Multivessel coronary artery disease, defined as significant stenosis in two or more major coronary arteries, is associated with high morbidity and mortality. The diagnosis and treatment of multivessel disease have evolved in the PCI era from solely a visual estimation of ischemic risk to a functional evaluation during angiography. This review summarizes the evidence and discusses the commonly used methods of multivessel coronary artery stenosis physiologic assessment.
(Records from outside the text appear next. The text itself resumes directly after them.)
//! Error types for driftfield.
//!
//! Configuration and projection errors come from the interaction model
//! itself; GPU and run errors only arise in the windowed harness.

use std::fmt;

/// Errors from validating a [`FieldConfig`](crate::FieldConfig) or camera.
#[derive(Debug, Clone, Copy, PartialEq)]
pub enum ConfigError {
    /// The particle count is zero.
    ZeroParticleCount,
    /// The seeding disk diameter is not a positive finite number.
    InvalidDiameter(f32),
    /// The proximity threshold is negative or not finite.
    InvalidThreshold(f32),
    /// The camera aspect ratio is not a positive finite number.
    InvalidAspect(f32),
    /// The camera clip planes do not satisfy `0 < near < far`.
    InvalidClipPlanes { near: f32, far: f32 },
}

impl fmt::Display for ConfigError {
    fn fmt(&self, f: &mut fmt::Formatter<'_>) -> fmt::Result {
        match self {
            ConfigError::ZeroParticleCount => write!(f, "Particle count must be at least 1"),
            ConfigError::InvalidDiameter(d) => {
                write!(f, "Seeding disk diameter must be positive, got {}", d)
            }
            ConfigError::InvalidThreshold(t) => {
                write!(f, "Proximity threshold must be non-negative, got {}", t)
            }
            ConfigError::InvalidAspect(a) => {
                write!(f, "Camera aspect ratio must be positive, got {}", a)
            }
            ConfigError::InvalidClipPlanes { near, far } => {
                write!(f, "Camera clip planes must satisfy 0 < near < far, got near={} far={}", near, far)
            }
        }
    }
}

impl std::error::Error for ConfigError {}

/// Errors from projecting the pointer onto the particle plane.
#[derive(Debug, Clone, Copy, PartialEq)]
pub enum ProjectionError {
    /// The pointer ray is parallel to the particle plane, so the
    /// plane intersection is undefined.
    DegenerateRay { ray_z: f32 },
}

impl fmt::Display for ProjectionError {
    fn fmt(&self, f: &mut fmt::Formatter<'_>) -> fmt::Result {
        match self {
            ProjectionError::DegenerateRay { ray_z } => write!(
                f,
                "Pointer ray is parallel to the particle plane (direction z = {})",
                ray_z
            ),
        }
    }
}

impl std::error::Error for ProjectionError {}

/// Errors that can occur during GPU initialization.
#[derive(Debug)]
pub enum GpuError {
    /// Failed to create a surface for rendering.
    SurfaceCreation(wgpu::CreateSurfaceError),
    /// No compatible GPU adapter found.
    NoAdapter,
    /// Failed to create GPU device.
    DeviceCreation(wgpu::RequestDeviceError),
}

impl fmt::Display for GpuError {
    fn fmt(&self, f: &mut fmt::Formatter<'_>) -> fmt::Result {
        match self {
            GpuError::SurfaceCreation(e) => write!(f, "Failed to create GPU surface: {}", e),
            GpuError::NoAdapter => write!(f, "No compatible GPU adapter found. Ensure your system has a GPU with WebGPU/Vulkan/Metal/DX12 support."),
            GpuError::DeviceCreation(e) => write!(f, "Failed to create GPU device: {}", e),
        }
    }
}

impl std::error::Error for GpuError {
    fn source(&self) -> Option<&(dyn std::error::Error + 'static)> {
        match self {
            GpuError::SurfaceCreation(e) => Some(e),
            GpuError::DeviceCreation(e) => Some(e),
            GpuError::NoAdapter => None,
        }
    }
}

impl From<wgpu::CreateSurfaceError> for GpuError {
    fn from(e: wgpu::CreateSurfaceError) -> Self {
        GpuError::SurfaceCreation(e)
    }
}

impl From<wgpu::RequestDeviceError> for GpuError {
    fn from(e: wgpu::RequestDeviceError) -> Self {
        GpuError::DeviceCreation(e)
    }
}

/// Errors that can occur when running the windowed demo.
#[derive(Debug)]
pub enum RunError {
    /// Failed to create event loop.
    EventLoop(winit::error::EventLoopError),
    /// Failed to create window.
    Window(winit::error::OsError),
    /// GPU initialization failed.
    Gpu(GpuError),
    /// The field configuration is invalid.
    Config(ConfigError),
}

impl fmt::Display for RunError {
    fn fmt(&self, f: &mut fmt::Formatter<'_>) -> fmt::Result {
        match self {
            RunError::EventLoop(e) => write!(f, "Failed to create event loop: {}", e),
            RunError::Window(e) => write!(f, "Failed to create window: {}", e),
            RunError::Gpu(e) => write!(f, "GPU error: {}", e),
            RunError::Config(e) => write!(f, "Invalid configuration: {}", e),
        }
    }
}

impl std::error::Error for RunError {
    fn source(&self) -> Option<&(dyn std::error::Error + 'static)> {
        match self {
            RunError::EventLoop(e) => Some(e),
            RunError::Window(e) => Some(e),
            RunError::Gpu(e) => Some(e),
            RunError::Config(e) => Some(e),
        }
    }
}

impl From<winit::error::EventLoopError> for RunError {
    fn from(e: winit::error::EventLoopError) -> Self {
        RunError::EventLoop(e)
    }
}

impl From<winit::error::OsError> for RunError {
    fn from(e: winit::error::OsError) -> Self {
        RunError::Window(e)
    }
}

impl From<GpuError> for RunError {
    fn from(e: GpuError) -> Self {
        RunError::Gpu(e)
    }
}

impl From<ConfigError> for RunError {
    fn from(e: ConfigError) -> Self {
        RunError::Config(e)
    }
}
While FFR remains the gold standard in coronary physiologic assessment, several pressure-wire-based non-hyperemic indices of functional stenosis have been developed and validated as well as wire-free angiographically derived quantitative flow ratio. Identifying and treating functionally significant coronary atherosclerotic lesions reduce symptoms and major adverse cardiovascular events. Coronary physiologic assessment in multivessel disease minimizes the observer bias in visual estimates of stenosis, changes clinical management, and improves patient outcomes.
多支冠状动脉疾病定义为两支或以上主要冠状动脉存在显著狭窄,与高发病率和死亡率相关。在经皮冠状动脉介入治疗(PCI)时代,多支血管疾病的诊断和治疗已从单纯基于缺血风险的影像学评估发展为血管造影时的功能评估。本综述总结了相关证据,并讨论了多支冠状动脉狭窄的常用生理学评估方法。
尽管血流储备分数(FFR)仍然是冠状动脉生理学评估的金标准,但也已经开发和验证了几种基于压力导丝的非充血性功能狭窄指数,以及无导丝的基于血管造影的定量血流比。明确并治疗功能上有意义的冠状动脉粥样硬化病变可减轻症状和主要不良心血管事件。多支血管疾病中的冠状动脉生理学评估可减少对狭窄的影像学评估中的观察者偏倚,改变临床管理,并改善患者结局。